In the emphysema group, three patients reported significant passive tobacco smoking, and four met the criteria of unexplained emphysema. The frequency of unexplained emphysema was therefore estimated to be 57.1% of emphysema cases.
In this preliminary study, we found a significant frequency of emphysema estimated at 70% in patients with FLNA pathogenic or probably pathogenic variants among which 57.1% are unexplained. The volume of emphysema was clinically relevant as it represented 8.8% (IQR: 3.0–18.0%) of the total lung volume while it was reported to represent 1.2% (IQR: 0,5–2,5%) of the total lung volume in healthy non-smoker people [8]. The only patient with a gain-of-function mutation had minimal emphysema (0.2%) without exposure to tobacco. These data suggest that FLNA pathogenic variants, particularly those associated with loss-of-function may be associated with emphysema. This is supported by experimental data reporting emphysema in mice with loss-of-function FLNA pathogenic variants [9], possibly due to abnormal endothelial adherens junctions.

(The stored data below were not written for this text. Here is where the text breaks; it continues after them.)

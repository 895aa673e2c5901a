//! Journal Engine Binary
//!
//! Refreshes the journal from the broker, reconstructs each trade's
//! historical context, prints a summary and mirrors the journal bundle.
//!
//! # Usage
//!
//! ```bash
//! journal-engine [path/to/journal.yaml]
//! ```
//!
//! # Environment Variables
//!
//! - `JOURNAL_CONFIG`: config path when no argument is given (default: journal.yaml)
//! - `RUST_LOG`: log filter; overrides `logging.level`
//!
//! Any `${VAR}` referenced from the config file may also be set in a `.env`.

use std::sync::Arc;

use anyhow::Context;
use journal_engine::application::ports::SyncTargetPort;
use journal_engine::config::{self, DEFAULT_CONFIG_PATH, JournalConfig};
use journal_engine::infrastructure::sync_target::FileMirrorTarget;
use journal_engine::telemetry::init_tracing;
use journal_engine::{Container, OandaLedgerAdapter, Trade};
use tokio_util::sync::CancellationToken;

#[tokio::main]
async fn main() -> anyhow::Result<()> {
    load_dotenv();

    let config_path = std::env::args()
        .nth(1)
        .or_else(|| std::env::var("JOURNAL_CONFIG").ok())
        .unwrap_or_else(|| DEFAULT_CONFIG_PATH.to_string());
    let config = config::load_config(Some(&config_path))
        .with_context(|| format!("loading {config_path}"))?;

    init_tracing(&config.logging.level);
    log_config(&config);

    let container = Container::from_config(&config).context("wiring engine")?;
    let shutdown = CancellationToken::new();

    let auto_sync = match &config.sync.mirror_path {
        Some(path) => Some(connect_mirror(&container, path, shutdown.clone()).await),
        None => None,
    };

    let trades = container
        .refresh_journal_use_case()
        .execute()
        .await
        .context("refreshing trade ledger")?;

    container
        .scheduler()
        .on_visible(&trades)
        .await
        .context("enrichment task failed")?;

    print_summary(&container.book().trades());

    let coordinator = container.coordinator();
    if coordinator.is_active() {
        if let Err(e) = coordinator.sync_now().await {
            tracing::warn!(error = %e, "Final mirror write failed");
        }
    }

    shutdown.cancel();
    if let Some(handle) = auto_sync {
        let _ = handle.await;
    }

    tracing::info!("Journal engine finished");
    Ok(())
}

/// Connect the file mirror and start debounced auto-sync.
async fn connect_mirror(
    container: &Container<OandaLedgerAdapter>,
    path: &str,
    shutdown: CancellationToken,
) -> tokio::task::JoinHandle<()> {
    let coordinator = container.coordinator();
    let target: Arc<dyn SyncTargetPort> = Arc::new(FileMirrorTarget::new(path));
    let status = coordinator.connect(target).await;

    match &status.error {
        Some(error) => tracing::warn!(path, error = %error, "Mirror not connected"),
        None => tracing::info!(path, "Mirror connected"),
    }

    coordinator.spawn_auto_sync(container.events(), shutdown)
}

fn print_summary(trades: &[Trade]) {
    println!(
        "{:<10} {:<8} {:<6} {:<10} {:>12} {:>12} {:>8}",
        "TRADE", "SYMBOL", "SIDE", "STATUS", "ENTRY", "INIT STOP", "R"
    );
    for trade in trades {
        let ledger = &trade.ledger;
        let initial_stop = trade
            .initial_stop_loss()
            .map_or_else(|| "-".to_string(), |s| s.to_string());
        let r = trade
            .risk_multiple()
            .map_or_else(|| "-".to_string(), |r| r.to_string());
        println!(
            "{:<10} {:<8} {:<6} {:<10} {:>12} {:>12} {:>8}",
            ledger.id.as_str(),
            ledger.symbol.as_str(),
            format!("{:?}", ledger.direction).to_lowercase(),
            format!("{:?}", ledger.status).to_lowercase(),
            ledger.entry_price.to_string(),
            initial_stop,
            r
        );
    }
}

/// Log the parsed configuration.
fn log_config(config: &JournalConfig) {
    tracing::info!(
        environment = %config.broker.environment,
        account_id = %config.broker.account_id,
        data_dir = %config.storage.data_dir,
        mirror = config.sync.mirror_path.is_some(),
        "Configuration loaded"
    );
}

/// Load .env file from current or ancestor directories.
fn load_dotenv() {
    if dotenvy::dotenv().is_err() {
        load_dotenv_from_ancestors();
    }
}

/// Load .env file from the nearest ancestor directory that has one.
fn load_dotenv_from_ancestors() {
    if let Ok(cwd) = std::env::current_dir() {
        let mut dir = cwd.as_path();
        while let Some(parent) = dir.parent() {
            let env_path = parent.join(".env");
            if env_path.exists() {
                let _ = dotenvy::from_path(&env_path);
                return;
            }
            dir = parent;
        }
    }
}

PFT revealed abnormalities usually found in patients with emphysema, the most frequent being reduced DLCO [2, 3]. They also revealed SAD in all emphysema patients who performed IOS, consistently with a previous study reporting a good diagnosis accuracy of IOS-diagnosed SAD for the detection of emphysema [10].
The main limit of this study is the small sample size, due to the scarcity of FLNA pathogenic variants and the monocentric design. We decided to carry out this pilot study on a limited number of patients to assess the relevance of our hypothesis, given the irradiating nature of chest CT.
In conclusion, our results suggest that adult women with loss-of-function FLNA pathogenic variants develop emphysema. They encourage focusing on measures for lung protection and paying particular attention on respiratory symptoms in this condition.